Padre Marin e don Alexander sono fratelli, il primo francescano, il secondo prete diocesano. Rimasti orfani ben presto, dopo un girovagare fra famiglie di parenti e amici, pervengono a Scutari dove, in conseguenza del loro desiderio vocazionale vengono accolti rispettivamente nel collegio dei frati francescani, l’uno, e in quello saveriano, retto dai gesuiti, l’altro. La grande passione di Marin è la Storia, la Storia del suo Paese, fin dalle origini. Tale passione lo accompagnerà tutta la vita e lo vedrà autore dei molti libri nei quali le sue ricerche sono state messe per iscritto, alcuni dei quali sfuggiti ai falò del regime. Con l’avvento del comunismo comincia il martirio di un intero popolo. Naturalmente i primi ad essere presi di mira sono gli intellettuali e gli uomini di chiesa. Vengono chiuse diverse chiese e conventi, confiscati beni ecclesiastici, distrutte le biblioteche, uccisi o imprigionati vescovi, sacerdoti, religiosi. In questo clima di paura, di intimidazione, dove tutto sembra perduto, bisogna almeno salvare la memoria, non dimenticare ciò che è successo, per poter un giorno ricominciare. E’ questo che p. Marin chiede a frate Zef Allumi, tornato al convento, dopo l’uscita dal carcere. Gli disse: “Noi stiamo morendo tutti, ma tu vai, vivi! Soltanto per raccontare. Noi abbiamo bisogno che tu viva? voi giovani dovete vivere… Anche se non sarai capace di fare nulla, vivi soltanto per raccontare”.

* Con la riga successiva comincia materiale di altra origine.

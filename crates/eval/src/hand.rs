// Copyright (C) 2025 Vince Vasta
// SPDX-License-Identifier: Apache-2.0

//! Five cards hands with rank grouping and Poker ordering.
use ahash::AHashSet;
use std::{
    cmp::{Ordering, Reverse},
    fmt,
    sync::LazyLock,
};
use thiserror::Error;

use headsup_cards::{Card, Rank};

use crate::Category;

/// The ranks of a royal flush.
static ROYAL_RANKS: LazyLock<AHashSet<Rank>> = LazyLock::new(|| {
    AHashSet::from_iter([Rank::Ten, Rank::Jack, Rank::Queen, Rank::King, Rank::Ace])
});

/// A run of same-rank cards within a hand.
///
/// A hand groups its cards by rank, a lone card stays a [Group::Single] and
/// two or more cards of one rank become a [Group::Multiple]. Every card in a
/// multiple shares the rank, so the group rank stands for the whole group
/// when two hands break a tie.
#[derive(Debug, Clone, PartialEq, Eq)]
pub enum Group {
    /// A lone card.
    Single(Card),
    /// Two or more cards sharing a rank.
    Multiple(Vec<Card>),
}

impl Group {
    /// The rank shared by the cards in this group.
    pub fn rank(&self) -> Rank {
        match self {
            Group::Single(card) => card.rank(),
            Group::Multiple(cards) => cards[0].rank(),
        }
    }

    /// The number of cards in this group.
    pub fn size(&self) -> usize {
        match self {
            Group::Single(_) => 1,
            Group::Multiple(cards) => cards.len(),
        }
    }

    /// The cards in this group.
    pub fn cards(&self) -> &[Card] {
        match self {
            Group::Single(card) => std::slice::from_ref(card),
            Group::Multiple(cards) => cards,
        }
    }

    /// Adds a card of the same rank, promoting a single to a multiple.
    fn push(&mut self, card: Card) {
        match self {
            Group::Single(first) => *self = Group::Multiple(vec![*first, card]),
            Group::Multiple(cards) => cards.push(card),
        }
    }
}

impl fmt::Display for Group {
    fn fmt(&self, f: &mut fmt::Formatter<'_>) -> fmt::Result {
        match self {
            Group::Single(card) => write!(f, "{card}"),
            Group::Multiple(cards) => {
                let cards = cards.iter().map(|c| c.to_string()).collect::<Vec<_>>();
                write!(f, "[{}]", cards.join(" "))
            }
        }
    }
}

/// Error for hands built from other than five cards.
#[derive(Debug, Clone, Copy, PartialEq, Eq, Error)]
#[error("a hand takes exactly 5 cards, got {0}")]
pub struct InvalidHandSize(usize);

Per la sua coerenza e la sua fedeltà alla chiesa di Roma sarà incarcerato e, per più di due anni, tenuto nell’isolamento totale. “Mi hanno tenuto in una cella tanto piccola che non mi bastava neanche per raddrizzare bene i piedi. Era così buia che non sapevo né quando si faceva giorno né notte”, confiderà a un amico quando poco prima di morire, nel ’62, ritornerà in libertà.

A don Alexander, persona allegra, dinamica, buona, amata da tutti, toccherà una sorte agghiacciante. Quando cominciarono le persecuzioni, nel ’45, incoraggiava senza paura i suoi fedeli. A chi gli diceva di stare attento a quel che diceva rispondeva: “Tu abbi lunga vita, giovanotto, ma per me morire per Cristo è come nascere. Cristo è più prezioso della mia vita”. Il 26 luglio del ’48, sant’Anna, disse: “Fratelli e sorelle, ci ha coperti una nube nera, ma non spaventatevi, perché verrà una nube bianca e risplenderemo come le pietruzze del fiume dopo la pioggia”.
Fu la sua ultima omelia. Quella notte i comunisti, entrati nella sua casa, lo presero a calci e pugni e lo portarono via. Al mattino presto giunse suo fratello, Marin. Saputo l’accaduto dalla cugina Tereze, che aveva assistito al fatto, le disse: “Vieni ad aiutarmi a dire Messa, perché il parroco di questa chiesa è morto”. Alexander morirà il 30 agosto del ’48. Secondo alcuni testimoni subì il martirio insieme ad un altro sacerdote: “Li picchiarono e maltrattarono nel carcere, li spellarono e ancora vivi li gettarono nella fossa nera”. Alexander è inserito nella lista dei 40 martiri albanesi, fra coloro che presto saranno proclamati santi dalla Chiesa.